## Exercise:
Which lines of the listing below contain the word "Margin"? Copy each of them.

## Supplied entries:
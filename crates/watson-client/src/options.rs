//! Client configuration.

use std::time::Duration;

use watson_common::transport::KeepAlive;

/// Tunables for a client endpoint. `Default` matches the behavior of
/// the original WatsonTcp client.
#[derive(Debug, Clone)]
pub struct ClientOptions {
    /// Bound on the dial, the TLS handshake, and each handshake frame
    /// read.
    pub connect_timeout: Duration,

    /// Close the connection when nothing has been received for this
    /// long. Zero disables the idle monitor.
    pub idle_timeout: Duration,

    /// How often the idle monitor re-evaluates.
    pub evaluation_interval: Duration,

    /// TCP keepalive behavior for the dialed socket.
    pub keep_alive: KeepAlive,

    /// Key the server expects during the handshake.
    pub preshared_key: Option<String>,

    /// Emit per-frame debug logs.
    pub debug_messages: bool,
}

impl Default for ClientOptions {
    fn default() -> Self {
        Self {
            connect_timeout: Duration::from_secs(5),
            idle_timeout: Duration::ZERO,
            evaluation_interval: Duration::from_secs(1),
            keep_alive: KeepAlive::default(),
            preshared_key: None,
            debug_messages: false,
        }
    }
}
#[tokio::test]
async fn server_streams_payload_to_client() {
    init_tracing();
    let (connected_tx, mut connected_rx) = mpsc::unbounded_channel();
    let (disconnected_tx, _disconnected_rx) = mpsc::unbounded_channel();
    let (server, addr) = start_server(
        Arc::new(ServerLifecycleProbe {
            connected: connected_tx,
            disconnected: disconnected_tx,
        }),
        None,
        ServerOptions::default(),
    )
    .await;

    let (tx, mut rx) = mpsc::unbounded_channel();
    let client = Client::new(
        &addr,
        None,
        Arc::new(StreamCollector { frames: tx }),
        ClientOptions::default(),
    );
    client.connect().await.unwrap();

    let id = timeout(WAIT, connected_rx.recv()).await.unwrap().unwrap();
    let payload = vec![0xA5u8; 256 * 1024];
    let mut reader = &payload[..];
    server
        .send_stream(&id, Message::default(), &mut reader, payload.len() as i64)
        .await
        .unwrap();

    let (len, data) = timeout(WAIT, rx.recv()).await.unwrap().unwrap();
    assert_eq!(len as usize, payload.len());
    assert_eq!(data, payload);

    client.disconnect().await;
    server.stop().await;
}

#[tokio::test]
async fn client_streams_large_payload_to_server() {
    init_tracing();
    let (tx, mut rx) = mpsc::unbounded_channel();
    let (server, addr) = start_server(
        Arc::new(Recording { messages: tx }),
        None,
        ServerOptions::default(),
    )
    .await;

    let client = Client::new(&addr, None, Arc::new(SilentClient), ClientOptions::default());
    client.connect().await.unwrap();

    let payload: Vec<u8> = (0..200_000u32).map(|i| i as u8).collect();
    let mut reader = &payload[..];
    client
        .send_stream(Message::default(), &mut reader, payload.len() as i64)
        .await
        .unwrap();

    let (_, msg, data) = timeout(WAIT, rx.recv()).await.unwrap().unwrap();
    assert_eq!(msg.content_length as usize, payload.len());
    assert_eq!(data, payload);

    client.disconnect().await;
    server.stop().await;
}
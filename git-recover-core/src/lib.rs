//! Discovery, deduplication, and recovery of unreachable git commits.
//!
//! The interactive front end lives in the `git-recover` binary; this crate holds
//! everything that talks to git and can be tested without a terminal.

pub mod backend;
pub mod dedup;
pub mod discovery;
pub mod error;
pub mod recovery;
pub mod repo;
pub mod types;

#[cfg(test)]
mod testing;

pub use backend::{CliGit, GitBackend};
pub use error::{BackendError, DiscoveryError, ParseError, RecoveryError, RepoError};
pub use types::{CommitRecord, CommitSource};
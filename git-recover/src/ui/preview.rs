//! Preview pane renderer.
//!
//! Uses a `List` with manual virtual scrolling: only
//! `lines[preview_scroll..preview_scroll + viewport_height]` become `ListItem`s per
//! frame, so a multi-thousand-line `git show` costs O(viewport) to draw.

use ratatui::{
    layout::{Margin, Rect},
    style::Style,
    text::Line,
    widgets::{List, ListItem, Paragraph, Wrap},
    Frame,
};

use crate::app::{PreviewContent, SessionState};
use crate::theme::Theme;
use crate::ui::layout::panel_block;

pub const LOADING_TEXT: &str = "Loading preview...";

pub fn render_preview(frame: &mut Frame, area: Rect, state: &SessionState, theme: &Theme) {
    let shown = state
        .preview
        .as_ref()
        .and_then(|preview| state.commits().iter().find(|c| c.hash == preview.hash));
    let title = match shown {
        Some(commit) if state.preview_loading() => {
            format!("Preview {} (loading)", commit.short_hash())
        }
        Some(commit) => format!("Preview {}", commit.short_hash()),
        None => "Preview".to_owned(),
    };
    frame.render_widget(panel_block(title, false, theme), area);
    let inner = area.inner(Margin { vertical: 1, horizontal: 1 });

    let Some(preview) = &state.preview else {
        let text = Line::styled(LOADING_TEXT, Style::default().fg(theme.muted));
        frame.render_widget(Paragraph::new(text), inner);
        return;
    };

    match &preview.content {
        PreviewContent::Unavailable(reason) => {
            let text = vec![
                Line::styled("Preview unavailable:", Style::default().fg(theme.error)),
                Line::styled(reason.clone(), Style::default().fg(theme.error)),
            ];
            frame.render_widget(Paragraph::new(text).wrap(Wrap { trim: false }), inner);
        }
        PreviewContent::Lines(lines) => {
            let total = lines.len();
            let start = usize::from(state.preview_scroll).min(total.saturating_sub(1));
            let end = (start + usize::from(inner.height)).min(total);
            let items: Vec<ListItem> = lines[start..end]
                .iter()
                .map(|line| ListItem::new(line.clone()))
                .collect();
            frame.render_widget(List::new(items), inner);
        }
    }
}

## Response area:
    layout::{Margin, Rect},
    let inner = area.inner(Margin { vertical: 1, horizontal: 1 });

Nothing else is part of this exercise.